Continuous variables were compared using Mann‐Whitney t‐test. Categorical outcomes were compared using Fisher’s exact test and chi‐square test. Receiver operating characteristic (ROC) curve was used to analyze the diagnostic performance of FR + CTC. Youden index was calculated to determine the optimal cutoff values. Multivariate analyses assessing predictors of precursor lesions (adjusted for gender, age, total number of pulmonary nodules, type of nodules, maximum tumor diameter [MTD], and location) was performed using logistic regression. Statistical analysis was performed by using Prism 8 (GraphPad Software,) and R 4.0.0 (R Foundation for Statistical Computing,).

RESULTS

Baseline characteristics

A total of 380 patients were enrolled in this study with indeterminate pulmonary nodules. 26 patients were excluded: 2 did not undergo surgery for physical reasons, 15 for blood sample reason (5 due to lack of operation time information, it is impossible to determine whether the blood was collected before surgery, 3 due to postoperative blood, 3 due to the interval between sampling and surgery was more than 7 days and 4 blood clots), 8 had uncertain pathological diagnosis, and 1 had prior cancer history. 354 patients underwent surgery and CTC analysis and were included in the final analysis (Figure S1).
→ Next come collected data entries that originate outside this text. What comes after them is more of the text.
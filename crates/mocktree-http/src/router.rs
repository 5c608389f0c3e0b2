//! Router Composition
//!
//! Mounts the element and collection resources at the prefixes named in the
//! tree config. Each resource answers both at its bare prefix (the root node)
//! and below it.

use crate::handlers;
use crate::middleware::{apply_middleware, MiddlewareConfig};
use crate::{Result, ServerError};
use axum::routing::{get, MethodRouter};
use axum::Router;
use mocktree_core::{TreeService, ViewMode};
use std::sync::Arc;
use tracing::info;

/// Liveness route, mounted unless disabled
pub const HEALTH_PATH: &str = "/_health";

/// Builder for the tree router
pub struct RouterBuilder {
    service: Arc<TreeService>,
    health: bool,
    middleware: Option<MiddlewareConfig>,
}

impl RouterBuilder {
    /// Create a new router builder over a loaded tree
    pub fn new(service: Arc<TreeService>) -> Self {
        Self {
            service,
            health: true,
            middleware: None,
        }
    }

    /// Enable/disable the health route
    pub fn health(mut self, enabled: bool) -> Self {
        self.health = enabled;
        self
    }

    /// Wrap the routes in a middleware stack
    pub fn middleware(mut self, config: MiddlewareConfig) -> Self {
        self.middleware = Some(config);
        self
    }

    /// Build the final router
    pub fn build(self) -> Result<Router> {
        let service = Arc::clone(&self.service);
        let node_path = service.prefix(ViewMode::Element).to_string();
        let children_path = service.prefix(ViewMode::Collection).to_string();

        if self.health && (node_path == HEALTH_PATH || children_path == HEALTH_PATH) {
            return Err(ServerError::Router(format!(
                "{} is reserved for the health route",
                HEALTH_PATH
            )));
        }

        let mut element = get(handlers::get_node);
        if service.config().accept_writes {
            element = element.put(handlers::put_node);
        }

        let router = mount(Router::new(), &node_path, "element view", element);
        let mut router = mount(
            router,
            &children_path,
            "collection view",
            get(handlers::get_children),
        );

        if self.health {
            router = router.route(HEALTH_PATH, get(handlers::health));
        }

        let router = router.with_state(service);

        Ok(match self.middleware {
            Some(config) => apply_middleware(router, config),
            None => router,
        })
    }
}

/// Tree router with the default middleware stack
pub fn create_router(service: Arc<TreeService>) -> Result<Router> {
    RouterBuilder::new(service)
        .middleware(MiddlewareConfig::default())
        .build()
}

/// Mount `method_router` at `prefix` and everything below it
///
/// `/*rest` only matches a non-empty tail, so the bare `{prefix}/` is
/// routed separately.
fn mount(
    router: Router<Arc<TreeService>>,
    prefix: &str,
    name: &str,
    method_router: MethodRouter<Arc<TreeService>>,
) -> Router<Arc<TreeService>> {
    info!("Mounting {} at {}", name, prefix);
    router
        .route(prefix, method_router.clone())
        .route(&format!("{}/", prefix), method_router.clone())
        .route(&format!("{}/*rest", prefix), method_router)
}
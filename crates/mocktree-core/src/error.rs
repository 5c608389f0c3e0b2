//! Error types for mocktree-core

use std::path::PathBuf;
use thiserror::Error;

/// Main error type for tree loading and resolution
#[derive(Error, Debug)]
pub enum TreeError {
    /// A request path does not lead to any node
    #[error("Not found: no node at {path} (unmatched segment '{segment}')")]
    NotFound { path: String, segment: String },

    #[error("Configuration error: {0}")]
    Config(String),

    #[error("IO error reading {}: {source}", .path.display())]
    Io {
        path: PathBuf,
        #[source]
        source: std::io::Error,
    },

    #[error("JSON error: {0}")]
    Json(#[from] serde_json::Error),

    #[error("YAML error: {0}")]
    Yaml(#[from] serde_yaml::Error),
}

/// Result type alias using our Error type
pub type Result<T> = std::result::Result<T, TreeError>;

impl TreeError {
    /// Create a not found error
    pub fn not_found(path: impl Into<String>, segment: impl Into<String>) -> Self {
        TreeError::NotFound {
            path: path.into(),
            segment: segment.into(),
        }
    }

    /// Create a configuration error
    pub fn config(msg: impl Into<String>) -> Self {
        TreeError::Config(msg.into())
    }

    /// Create an IO error bound to the file it came from
    pub fn io(path: impl Into<PathBuf>, source: std::io::Error) -> Self {
        TreeError::Io {
            path: path.into(),
            source,
        }
    }

    pub fn is_not_found(&self) -> bool {
        matches!(self, TreeError::NotFound { .. })
    }

    /// Everything except NotFound happens at startup and is fatal there
    pub fn is_config(&self) -> bool {
        !self.is_not_found()
    }
}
Of these 354 patients, 57 had benign lung disease, 133 were confirmed to precursor lesions, 136 were adenocarcinoma, and the remaining 28 had unspecified pathological types. Patient demographics and detailed clinical characteristics are shown in Table 1.

TABLE 1

Patients' demography of 354 eligible patients

Number of patients	N (%)
Gender
Male	135 (38.1)
Female	219 (61.9)
Age (SD), years	50.7 (11.5)
Total number of pulmonary nodules identified a
1	277 (78.2)
>1	76 (21.5)
Pathological subtype
Benign	57 (16.1)
Precursor lesions	133 (37.6)
Malignant lesions	136 (38.4)
Complex pathology b	28 (7.9)
Type of nodules
Pure GGN	276 (78.0)
Pure‐solid GGN	20 (5.6)
Solid nodule	36 (10.2)
Location
Upper	180(50.9)
Middle	32 (9.0)
Lower	107 (30.2)
Surgery
Wedge resection	123 (34.7)
Segmentectomy	129 (36.4)
Lobectomy	64 (18.1)
Complex c	38 (10.7)

one case no data.

both precursor and malignant lesions are present in multiple lesions cases.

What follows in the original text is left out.